La perte affective, plus douloureuse, confronte le sujet âgé au décès de son conjoint, d’un enfant. Ce deuil sera d’autant plus difficile à surmonter en puisant dans les capacités d’adaptation du sujet âgé, fortement fragilisé. Ces pertes risquent de provoquer une détresse psychologique intériorisée et non exprimée par le sujet âgé. Tout un travail de deuil commence pour le sujet âgé, pour accepter la mort de la personne et poursuivre sa vie avec cette perte. Toutefois, un deuil pathologique ou compliqué peut s’installer sur du long terme, fixant le sujet dans une vie passée avec une forte intériorisation de la personne absente la rendant dépendante à l’objet perdu (Ferry, Le Goues, 2000). Dans ce cas, la personne âgée peut refuser de vivre dans une réalité actuelle, avec son processus de pensées envahit par des images mentales d’un passé. Cet état psychique peut être un facteur aggravant la dépendance à un tiers, avec comme principal risque : le syndrome de glissement.
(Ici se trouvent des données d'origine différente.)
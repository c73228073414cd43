// This Source Code Form is subject to the terms of the Mozilla Public
// License, v. 2.0. If a copy of the MPL was not distributed with this
// file, You can obtain one at https://mozilla.org/MPL/2.0/.

//! Interfaces to the converter drivers.
//!
//! The drivers stream samples by DMA in circular mode over a double buffer
//! and report each half as it completes. Their implementations are
//! board-specific and live outside the kernel.

use core::cell::Cell;

use abi::{Rate, Sample, ALT_INPUT_COUNT};
use critical_section::Mutex;
use sample_exchange::Half;

/// Called from interrupt context when the capture hardware has filled one
/// half of its buffer.
pub type HalfComplete = fn(Half);

/// Blocking read of one of the auxiliary analog inputs, numbered from zero.
/// Called from the kernel on behalf of a running algorithm.
pub type AltRead = fn(u8) -> Sample;

/// The board's auxiliary inputs, as algorithms see them.
///
/// This holds a function pointer that the kernel calls privileged, so it
/// must not live anywhere the runner can write.
pub struct AltInputs {
    read: Mutex<Cell<Option<AltRead>>>,
}

impl AltInputs {
    pub const fn new() -> Self {
        Self {
            read: Mutex::new(Cell::new(None)),
        }
    }

    pub fn install(&self, read: AltRead) {
        critical_section::with(|cs| self.read.borrow(cs).set(Some(read)));
    }

    /// Reads input `id`, blocking until the conversion is done. Inputs the
    /// board doesn't have read as zero.
    pub fn read(&self, id: u32) -> Sample {
        if id >= ALT_INPUT_COUNT as u32 {
            return 0;
        }
        match critical_section::with(|cs| self.read.borrow(cs).get()) {
            Some(read) => read(id as u8),
            None => 0,
        }
    }
}

impl Default for AltInputs {
    fn default() -> Self {
        Self::new()
    }
}

/// Analog input.
pub trait Capture {
    /// Starts filling `count` samples at `buffer` continuously, calling
    /// `on_half` whenever a half fills.
    ///
    /// # Safety
    ///
    /// `buffer` must remain valid for `count` samples until `stop` is called.
    unsafe fn start(
        &mut self,
        buffer: *mut Sample,
        count: usize,
        on_half: HalfComplete,
    );

    fn stop(&mut self);

    /// Switches the sample clock to `rate`, by programming the trigger timer
    /// with `divider` (the board's timer frequency over the rate).
    fn set_rate(&mut self, rate: Rate, divider: u32);
}

/// Analog output channels.
#[derive(Copy, Clone, Debug, Eq, PartialEq)]
#[repr(u8)]
pub enum Channel {
    /// Carries the algorithm's output.
    Conversion = 0,
    /// Carries the signal generator's buffer.
    Generator = 1,
}

/// Analog output.
pub trait Emission {
    /// Starts emitting `count` samples from `buffer` on `channel`, looping.
    ///
    /// # Safety
    ///
    /// `buffer` must remain valid for `count` samples until `stop` is called
    /// on the same channel.
    unsafe fn start(
        &mut self,
        channel: Channel,
        buffer: *const Sample,
        count: usize,
    );

    fn stop(&mut self, channel: Channel);

    fn is_running(&self, channel: Channel) -> bool;

    /// If a half of `channel`'s buffer has been sent since the last call,
    /// returns which one, so it can be refilled.
    fn wants_more(&mut self, channel: Channel) -> Option<Half>;
}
Monsieur R a perdu sa femme en 1999. Le deuil de sa femme n’a jamais été élaboré, il est resté dans un stade de désespoir. Il exprime le sentiment d’être fautif, et ressent une culpabilité permanente. Il est plongé dans un état mélancolique permanent sous forme d’un vécu dépressif réactionnel. Il dort mal, réveillé par des terreurs nocturnes, avec une désorientation temporelle et la présence d’images mentales. On assiste à une perte dans les interactions sociales, et une autoaccusation amère « je n’ai pas été assez bon ». Monsieur R. est préoccupé en permanence par l’image de sa femme ce qui s’exprime par la présence de comportements hallucinatoires avec une illusion de présence pathologique de celle-ci : « je sens sa présence, elle me parle ». Il s’est désengagé de sa vie dans un repli total, avec comme conséquence un important ralentissement psychomoteur. Monsieur R est décédé suite à une hépatite aigue.

 

Face à ses pertes, la personne âgée doit effectuer un travail de deuil s’exprimant par des réactions dépressives (phase initiale du processus du deuil). Elles peuvent être transitoires et normales jusqu’à l’acceptation de ces pertes mais peuvent se révéler pathologiques lorsqu’elles s’installent de manière permanente. L’accompagnement du patient devient nécessaire pour le soutenir à traverser les différentes étapes de l’acceptation du deuil. L’accumulation de deuil peut être facteur d’appauvrissement, d’une diminution d’intérêt des choses de la vie (Danon-Boileau 2002), réactivant des deuils antérieurs non résolus. Le sujet doit dépasser sa résignation et se réorganiser psychologiquement afin de s’adapter à ces changements.